Pertanyaannya ialah bagaimana hukum yang sebenarnya upacara 17 Agustus untuk merayakan kemerdekaan dalam Islam?
Untuk menjawab hal ini, penulis mengutip pendapat Majelis Tarjih dan Tajdid Muhammadiyah.
Simak Video Pilihan Ini:
Perayaan Kemerdekaan Merupakan Muamalah
Menukil bincangsyariah.com, sebelumnya, kita perlu membahas tentang ibadah. Ibadah terbagi menjadi dua macam, yaitu ibadah umum dan ibadah khusus (mahdhah). Ibadah umum adalah segala amalan yang diizinkan oleh Allah Swt. Sedangkan ibadah khusus adalah jenis ibadah yang telah ditetapkan oleh Allah Swt. secara rinci, baik tata cara, bahkan formatnya.
Majelis Tarjih dan Tajdid Muhammadiyah meyakini bahwa bid‘ah bisa terjadi pada dua bidang, yaitu akidah dan juga ibadah khusus. Semua hal yang berhubungan dengan akidah dan ibadah khusus harus berdasarkan kepada dalil yang maqbul. Ini didasarkan pada beberapa dalil, baik dari Al-Qur’an dan Sunnah Rasulullah saw, di antaranya adalah Q.S. Ali Imran Ayat 31 dan sebuah hadits dari Al-Bukhari.
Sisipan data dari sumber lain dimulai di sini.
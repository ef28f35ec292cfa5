//! Known-client bookkeeping
//!
//! Clients identify themselves with a `client=<n>` query argument. Identities
//! are opaque to the datastore; the registry only notes first contact.

use crate::datastore::ClientId;
use parking_lot::Mutex;
use std::collections::HashSet;
use tracing::info;

/// Set of client identifiers seen so far
///
/// Entries are never evicted, so the set grows for the life of the process.
#[derive(Debug, Default)]
pub struct ClientRegistry {
    known: Mutex<HashSet<ClientId>>,
}

impl ClientRegistry {
    pub fn new() -> Self {
        Self::default()
    }

    /// Resolve a raw `client` argument into an identity.
    ///
    /// Absent or negative values (clients send `-1`) mean anonymous.
    pub fn identify(&self, raw: Option<i64>) -> Option<ClientId> {
        let id = ClientId(u64::try_from(raw?).ok()?);
        let mut known = self.known.lock();
        if known.insert(id) {
            info!("New client {} ({} known)", id, known.len());
        }
        Some(id)
    }
}

#[cfg(test)]
mod tests {
    use super::*;

    #[test]
    fn test_identify() {
        let registry = ClientRegistry::new();

        assert_eq!(registry.identify(None), None);
        assert_eq!(registry.identify(Some(-1)), None);
        assert!(registry.known.lock().is_empty());

        assert_eq!(registry.identify(Some(1001)), Some(ClientId(1001)));
        assert_eq!(registry.identify(Some(1001)), Some(ClientId(1001)));
        assert_eq!(registry.identify(Some(7)), Some(ClientId(7)));
        assert_eq!(registry.known.lock().len(), 2);
    }
}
“Jika kamu (benar-benar) mencintai Allah, ikutilah aku, niscaya Allah mengasihi dan mengampuni dosa-dosamu. Allah Maha Pengampun lagi Maha Penyayang.” (Qs Ali ‘Imran [3]: 31).
“Dari ‘Aisyah r.a., ia berkata: Rasulullah Saw. bersabda: Barangsiapa yang mengada-adakan dalam perkara agama kami yang tidak ada perintahnya, maka perkara tersebut tertolak. (H.R. Al-Bukhari)
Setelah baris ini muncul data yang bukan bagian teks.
//! Persisted surrogate: weights plus everything needed to interpret them.

use std::fs;
use std::path::{Path, PathBuf};

use log::info;
use serde::{Deserialize, Serialize};

use crate::config::{Device, SimulationConfig, SurrogateConfig};
use crate::model::{GillespieModel, ReactionSolver};
use crate::surrogate::{Architecture, MdnNetwork, SurrogateWeights};
use crate::{CrnError, Result};

pub const ARTIFACT_FORMAT_VERSION: u32 = 1;

/// Species and parameter order, definition text and simulation window that
/// a trained surrogate depends on.
#[derive(Debug, Clone, PartialEq, Serialize, Deserialize)]
pub struct ModelSpecMetadata {
    pub species: Vec<String>,
    pub parameters: Vec<String>,
    /// Whether parameter values are appended as constant input columns.
    pub includes_parameters: bool,
    pub definition_text: String,
    pub simulation: SimulationConfig,
}

impl ModelSpecMetadata {
    pub fn from_model(
        model: &GillespieModel,
        simulation: &SimulationConfig,
        includes_parameters: bool,
    ) -> Self {
        Self {
            species: model.species_names().to_vec(),
            parameters: model.parameter_names().to_vec(),
            includes_parameters,
            definition_text: model.definition_text().to_string(),
            simulation: simulation.clone(),
        }
    }

    pub fn n_parameter_columns(&self) -> usize {
        if self.includes_parameters {
            self.parameters.len()
        } else {
            0
        }
    }

    /// Re-parses the stored definition and checks its name order.
    pub fn reconstruct_model(&self) -> Result<GillespieModel> {
        let model = GillespieModel::load(&self.definition_text)?;
        if model.species_names() != self.species.as_slice() {
            return Err(CrnError::Validation(format!(
                "definition species {:?} do not match metadata {:?}",
                model.species_names(),
                self.species
            )));
        }
        if model.parameter_names() != self.parameters.as_slice() {
            return Err(CrnError::Validation(format!(
                "definition parameters {:?} do not match metadata {:?}",
                model.parameter_names(),
                self.parameters
            )));
        }
        Ok(model)
    }
}

#[derive(Debug, Clone, PartialEq, Serialize, Deserialize)]
pub struct ModelArtifact {
    pub format_version: u32,
    pub metadata: ModelSpecMetadata,
    pub architecture: Architecture,
    #[serde(default)]
    pub device: Device,
    pub weights: SurrogateWeights,
}

impl ModelArtifact {
    pub fn new(metadata: ModelSpecMetadata, network: &MdnNetwork) -> Result<Self> {
        let architecture = network.architecture();
        check_architecture(&metadata, &architecture)?;
        Ok(Self {
            format_version: ARTIFACT_FORMAT_VERSION,
            metadata,
            architecture,
            device: network.device(),
            weights: network.weights(),
        })
    }

    /// Writes to a sibling temporary file, then renames it into place.
    pub fn save(&self, path: &Path) -> Result<()> {
        let payload = serde_json::to_string(self)?;
        let tmp = temporary_sibling(path);
        fs::write(&tmp, payload)?;
        if let Err(err) = fs::rename(&tmp, path) {
            let _ = fs::remove_file(&tmp);
            return Err(err.into());
        }
        info!("saved model artifact to {}", path.display());
        Ok(())
    }

    /// Reads an artifact and checks it against its own definition text.
    pub fn load(path: &Path) -> Result<Self> {
        let raw = fs::read_to_string(path)?;
        let artifact: ModelArtifact = serde_json::from_str(&raw)?;
        if artifact.format_version != ARTIFACT_FORMAT_VERSION {
            return Err(CrnError::Validation(format!(
                "unsupported artifact format version {}",
                artifact.format_version
            )));
        }
        artifact.metadata.reconstruct_model()?;
        check_architecture(&artifact.metadata, &artifact.architecture)?;
        Ok(artifact)
    }

    /// Rebuilds the trained network.
    pub fn instantiate(&self) -> Result<MdnNetwork> {
        self.metadata.reconstruct_model()?;
        check_architecture(&self.metadata, &self.architecture)?;

        let config = SurrogateConfig {
            hidden_size: self.architecture.hidden_size,
            num_layers: self.architecture.num_layers,
            device: self.device,
            init_seed: 1,
        };
        let mut network = MdnNetwork::new(self.architecture, &config)?;
        network.load_weights(&self.weights)?;
        Ok(network)
    }
}

fn check_architecture(metadata: &ModelSpecMetadata, architecture: &Architecture) -> Result<()> {
    let expected = (
        metadata.species.len(),
        1 + metadata.species.len() + metadata.n_parameter_columns(),
    );
    let got = (architecture.n_species, architecture.input_size);
    if expected != got {
        return Err(CrnError::ShapeMismatch {
            tensor: "architecture (n_species, input_size)".to_string(),
            expected,
            got,
        });
    }
    Ok(())
}

fn temporary_sibling(path: &Path) -> PathBuf {
    let mut name = path
        .file_name()
        .map(|n| n.to_os_string())
        .unwrap_or_else(|| "artifact".into());
    name.push(".tmp");
    path.with_file_name(name)
}

#[cfg(test)]
mod tests {
    use tempfile::TempDir;

    use super::*;

    const DEFINITION: &str = "A -> B; k*A\nA = 10\nB = 0\nk = 0.5\n";

    fn trained() -> (ModelSpecMetadata, MdnNetwork) {
        let model = GillespieModel::load(DEFINITION).unwrap();
        let metadata = ModelSpecMetadata::from_model(&model, &SimulationConfig::default(), false);
        let config = SurrogateConfig {
            hidden_size: 3,
            num_layers: 1,
            device: Device::Cpu,
            init_seed: 11,
        };
        let network = MdnNetwork::new(Architecture::for_dataset(2, 0, &config), &config).unwrap();
        (metadata, network)
    }

    #[test]
    fn save_load_instantiate_restores_network() {
        let dir = TempDir::new().unwrap();
        let path = dir.path().join("model.json");
        let (metadata, network) = trained();

        ModelArtifact::new(metadata, &network).unwrap().save(&path).unwrap();
        assert!(!dir.path().join("model.json.tmp").exists());

        let loaded = ModelArtifact::load(&path).unwrap();
        assert_eq!(loaded.metadata.species, vec!["A", "B"]);
        assert_eq!(loaded.instantiate().unwrap(), network);
    }

    #[test]
    fn reordered_definition_is_rejected() {
        let (mut metadata, network) = trained();
        let artifact = ModelArtifact::new(metadata.clone(), &network).unwrap();
        metadata.definition_text = "species B, A\nA -> B; k*A\nA = 10\nk = 0.5\n".to_string();
        let tampered = ModelArtifact { metadata, ..artifact };
        assert!(matches!(tampered.instantiate(), Err(CrnError::Validation(_))));
    }

    #[test]
    fn species_count_mismatch_is_a_shape_error() {
        let (mut metadata, network) = trained();
        metadata.definition_text = "A -> B; k*A\nB -> C; k*B\nA = 10\nk = 0.5\n".to_string();
        metadata.species = vec!["A".into(), "B".into(), "C".into()];
        assert!(matches!(
            ModelArtifact::new(metadata, &network),
            Err(CrnError::ShapeMismatch { .. })
        ));
    }
}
Nah, dalam persoalan ibadah khusus, ada kaidah fikih yang menyebutkan bahwa pertama, hukum asal ibadah adalah haram sampai ada dalil yang memerintahkannya. Sementara dalam hal muamalah, istilah bid‘ah sama sekali tidak berlaku. Muamalah berarti segala hal atau perkara yang berhubungan dengan urusan duniawi.
Dalam hal ini, merayakan hari ulang tahun kemerdekaan bisa dikategorikan ke dalam bidang muamalah. Maka pada dasarnya, perayaan tersebut diperbolehkan, dengan syarat dalam media yang digunakan untuk merayakan tidak melanggar aturan agama dan norma sosial. Sebagaimana Hadits Nabi Saw. sebagai berikut:
“Dari Anas (diriwayatkan), ia berkata: Pada masa Rasulullah Saw. baru hijrah ke Madinah, warga Madinah memiliki dua hari raya yang biasanya di hari itu mereka bersenang-senang. Rasulullah Saw. kemudian bertanya: Perayaan apakah yang dirayakan dalam dua hari ini? Warga Madinah menjawab: Pada dua hari raya ini, dahulu di masa Jahiliyyah kami biasa merayakannya dengan bersenang-senang. Maka Rasulullah bersabda: Sungguh Allah telah mengganti hari raya kalian dengan yang lebih baik, yaitu Idul Adha dan Idul Fitri. (H.R. Abu Dawud)
Dalam memahami hadits tersebut, Majelis Tarjih dan Tajdid Muhammadiyah berpendapat bahwa larangan Nabi Muhammad Saw. untuk membuat perayaan hari raya pada hari tertentu berlaku pada perayaan-perayaan yang terkait dan atau diyakini sebagai ibadah.
Jika perayaan yang dilakukan tidak terkait dengan ibadah, maka Majelis Trajih dan Tajdid Muhamamdiyah memandang itu sebagai bagian dari muamalah. Maka dari itu, hukum asalnya adalah boleh, selama tidak bertentangan dengan ajaran agama.
Advertisement
Hukum Melaksanakan Upacara Kemerdekaan
Kaidah fikih menyebutkan: Pertama, hukum asal dalam permasalahan muamalah adalah mubah atau boleh, tidak dilarang kecuali yang segala hal yang diharamkan oleh Allah Swt..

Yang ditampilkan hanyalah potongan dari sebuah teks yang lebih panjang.